3 Turn the heat higher to medium and insert a sugar thermometer in the syrup. Do not stir the mixture. Heat to 121 ° C . The mixture should have a light color.
4 Pour the mixture immediately on the prepared work surface – do not scratch the last bit out of the pan. Spray a stainless steel spoon with food spray and use it to catch the sugar mixture just before it flows off the surface. Fold it to the middle of the mixture. It is hot, do not burn yourself!
5 Continue to fold the sugar mixture until it keeps its form and cools a bit down but still is too hot to handle by hand. Add the food coloring and mix thoroughly.

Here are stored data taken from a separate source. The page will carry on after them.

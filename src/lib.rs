// ============================================================================
// estibase: tags, configs, parameters and persistence for estimator objects
// ============================================================================

extern crate self as estibase;

pub mod class;
pub mod config;
pub mod core;
pub mod diagnostics;
pub mod object;
pub mod serialization;
pub mod tags;
pub mod testing;

pub use class::{
    BASE_ESTIMATOR, BASE_OBJECT, ClassBuilder, ObjectClass, lookup_class, register_class,
    registered_classes,
};
pub use config::{ConfigDomain, ConfigKey, ConfigMap};
pub use core::{BaseError, Result, Value, ValueMap};
pub use diagnostics::{DeprecationNotice, capture_deprecations};
pub use object::{
    BaseEstimator, BaseObject, FromParams, ObjectExt, ObjectRef, Overrides, ParamType,
    TypedObjectExt, safe_clone, set_random_state,
};
pub use serialization::{
    ArchiveHandle, SaveOptions, Saved, SerializationFormat, SerializedObject, load_from_path,
    load_from_reader, load_from_serial,
};
pub use tags::{AliasTable, TagMap};

pub use estibase_derive::BaseObject;

/// Everything needed to declare and use base objects.
pub mod prelude {
    pub use crate::{
        AliasTable, BASE_ESTIMATOR, BASE_OBJECT, BaseEstimator, BaseObject, ConfigDomain,
        ConfigKey, ObjectClass, ObjectExt, ObjectRef, Overrides, SerializationFormat,
        TypedObjectExt, Value, ValueMap, values,
    };
}

#[doc(hidden)]
pub mod __private {
    use crate::class::ObjectClass;
    use crate::core::{BaseError, Result, ValueMap};

    pub fn reject_unknown(params: &ValueMap, allowed: &[&str], class: &ObjectClass) -> Result<()> {
        match params.keys().find(|key| !allowed.contains(&key.as_str())) {
            Some(key) => Err(BaseError::InvalidParameter {
                param: key.clone(),
                class: class.name().to_string(),
            }),
            None => Ok(()),
        }
    }

    pub fn missing_parameter(param: &str, class: &ObjectClass) -> BaseError {
        BaseError::MissingParameter {
            param: param.to_string(),
            class: class.name().to_string(),
        }
    }
}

6 Once the mixture is cold enough to handle, spray your hands (or wear kitchen gloves) with food spray and pick the mixture up.
7 Pull the sugar in a long rope and fold the ends towards each other.

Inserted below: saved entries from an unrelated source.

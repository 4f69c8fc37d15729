use std::collections::BTreeMap;

use crate::core::{BaseError, Result, Value};
use crate::object::ObjectRef;

/// Conversion between a parameter field type and [`Value`].
pub trait ParamType: Sized {
    fn to_value(&self) -> Value;
    fn from_value(value: Value) -> Result<Self>;
}

fn mismatch(expected: &str, got: &Value) -> BaseError {
    BaseError::TypeMismatch(format!("expected {expected}, got {}", got.type_name()))
}

impl ParamType for Value {
    fn to_value(&self) -> Value {
        self.clone()
    }

    fn from_value(value: Value) -> Result<Self> {
        Ok(value)
    }
}

impl ParamType for bool {
    fn to_value(&self) -> Value {
        Value::Bool(*self)
    }

    fn from_value(value: Value) -> Result<Self> {
        value.as_bool().ok_or_else(|| mismatch("BOOL", &value))
    }
}

macro_rules! int_param {
    ($($ty:ty),*) => {
        $(
            impl ParamType for $ty {
                fn to_value(&self) -> Value {
                    Value::Int(*self as i64)
                }

                fn from_value(value: Value) -> Result<Self> {
                    let raw = value.as_i64().ok_or_else(|| mismatch("INT", &value))?;
                    <$ty>::try_from(raw).map_err(|_| {
                        BaseError::TypeMismatch(format!(
                            "{raw} does not fit in {}",
                            stringify!($ty)
                        ))
                    })
                }
            }
        )*
    };
}

int_param!(i32, i64, u32, u64, usize);

impl ParamType for f64 {
    fn to_value(&self) -> Value {
        Value::Float(*self)
    }

    fn from_value(value: Value) -> Result<Self> {
        value.as_f64().ok_or_else(|| mismatch("FLOAT", &value))
    }
}

impl ParamType for f32 {
    fn to_value(&self) -> Value {
        Value::Float(*self as f64)
    }

    fn from_value(value: Value) -> Result<Self> {
        value
            .as_f64()
            .map(|f| f as f32)
            .ok_or_else(|| mismatch("FLOAT", &value))
    }
}

impl ParamType for String {
    fn to_value(&self) -> Value {
        Value::Text(self.clone())
    }

    fn from_value(value: Value) -> Result<Self> {
        match value {
            Value::Text(s) => Ok(s),
            other => Err(mismatch("TEXT", &other)),
        }
    }
}

impl ParamType for ObjectRef {
    fn to_value(&self) -> Value {
        Value::Object(self.clone())
    }

    fn from_value(value: Value) -> Result<Self> {
        match value {
            Value::Object(obj) => Ok(obj),
            other => Err(mismatch("OBJECT", &other)),
        }
    }
}

impl<T: ParamType> ParamType for Option<T> {
    fn to_value(&self) -> Value {
        self.as_ref().map_or(Value::Null, ParamType::to_value)
    }

    fn from_value(value: Value) -> Result<Self> {
        match value {
            Value::Null => Ok(None),
            other => T::from_value(other).map(Some),
        }
    }
}

impl<T: ParamType> ParamType for Vec<T> {
    fn to_value(&self) -> Value {
        Value::List(self.iter().map(ParamType::to_value).collect())
    }

    fn from_value(value: Value) -> Result<Self> {
        match value {
            Value::List(items) => items.into_iter().map(T::from_value).collect(),
            other => Err(mismatch("LIST", &other)),
        }
    }
}

impl<T: ParamType> ParamType for BTreeMap<String, T> {
    fn to_value(&self) -> Value {
        Value::Map(
            self.iter()
                .map(|(k, v)| (k.clone(), v.to_value()))
                .collect(),
        )
    }

    fn from_value(value: Value) -> Result<Self> {
        match value {
            Value::Map(map) => map
                .into_iter()
                .map(|(k, v)| Ok((k, T::from_value(v)?)))
                .collect(),
            other => Err(mismatch("MAP", &other)),
        }
    }
}

#[cfg(test)]
mod tests {
    use super::*;

    #[test]
    fn test_int_range_checked() {
        assert_eq!(u32::from_value(Value::Int(7)).unwrap(), 7);
        assert!(matches!(
            u32::from_value(Value::Int(-1)),
            Err(BaseError::TypeMismatch(_))
        ));
    }

    #[test]
    fn test_float_accepts_int() {
        assert_eq!(f64::from_value(Value::Int(2)).unwrap(), 2.0);
        assert!(i64::from_value(Value::Float(2.0)).is_err());
    }

    #[test]
    fn test_option_and_collections() {
        assert_eq!(Option::<i64>::from_value(Value::Null).unwrap(), None);
        assert_eq!(Some(3_i64).to_value(), Value::Int(3));
        let list = vec!["a".to_string(), "b".to_string()];
        assert_eq!(Vec::<String>::from_value(list.to_value()).unwrap(), list);
        assert!(Vec::<i64>::from_value(Value::Int(1)).is_err());
    }

    #[test]
    fn test_mismatch_names_kinds() {
        let err = String::from_value(Value::Bool(true)).unwrap_err();
        assert_eq!(err.to_string(), "Type mismatch: expected TEXT, got BOOL");
    }
}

8 Fold it in half and pull apart again. Repeat until the mixture is resistant and is hard to pull. It has a light color.
9 Put the toffee rope on a clean work surface. Spray a scissor with food spray and cut the toffee into 4 cm pieces. Fold each piece in wax paper and pack in an airtight container.
Do it right
• If the milk mixture starts burning. Make sure you do not mix in some of the burning surface into your mixture.
• Brush the edges of the pan with a brush dipped in warm water to prevent the sugar crystals clinging to the sides from crystallizing the mixture.
• Work carefully when you pour out the mixture. It is hot! Do not burn.
• Prevent the sugar from clinging to equipment by spraying it with food spray.
Sticky toffee
Makes 50 pieces
- 125 ml (½ c) water
- 15 ml (1 tbsp) corn-starch (Maizena)
- 420 g (2 c) sugar
- 250 ml (1 c) liquid glucose
- 5 ml (1 t) glycerin
- pinch of salt
- 30 g butter
- 1.25 ml (¼ t) bicarbonate of soda.
- yellow or blue food coloring
- 5 ml (1 t) ascorbic acid
1 Spray a clean stainless steel work surface or the back of a baking sheet with non-stick spray.
2 Add the water and corn-starch to a bowl and stir until cloudy.
3 Add the cornflour mixture, sugar, liquid glucose, glycerin, salt and butter to a saucepan. Stir with a wooden spoon over low heat and stir until all the sugar crystals are melted.
4 Turn the heat to medium high and insert a sugar thermometer at the side of the pot. Heat to 121 ° C.
5 Remove the saucepan from the heat and stir in the bicarbonate of soda.
6 Pour the mixture immediately on the prepared work surface. Spray a spoon with food spray and use it to capture the sugar mixture before it flows over the edge. Fold it towards the center of the mixture. Continue this movement until the sugar mixture holds its form and begins to cool down but is still too hot to handle by hand. Add the food coloring and ascorbic acid and mix thoroughly.
7 Once the mixture is cool enough to handle, spray your hands with food spray and pick up the mixture. Pull the mixture into a long rope and fold the ends towards each other. Fold in half and pull apart again. Repeat this motion until the mixture is resistant and hard to pull, Is should be light in color.
8 Put the toffee rope on a clean work surface. Spray a scissor with food spray and cut the toffee into 4 cm pieces. Put two pieces at a time next to each other and rotate in opposite directions to form a spiral.
9 Fold each piece in wax paper and put it in an airtight container.
Doing it right
The pulling action mixes air into the mixture and creates a sticky toffee.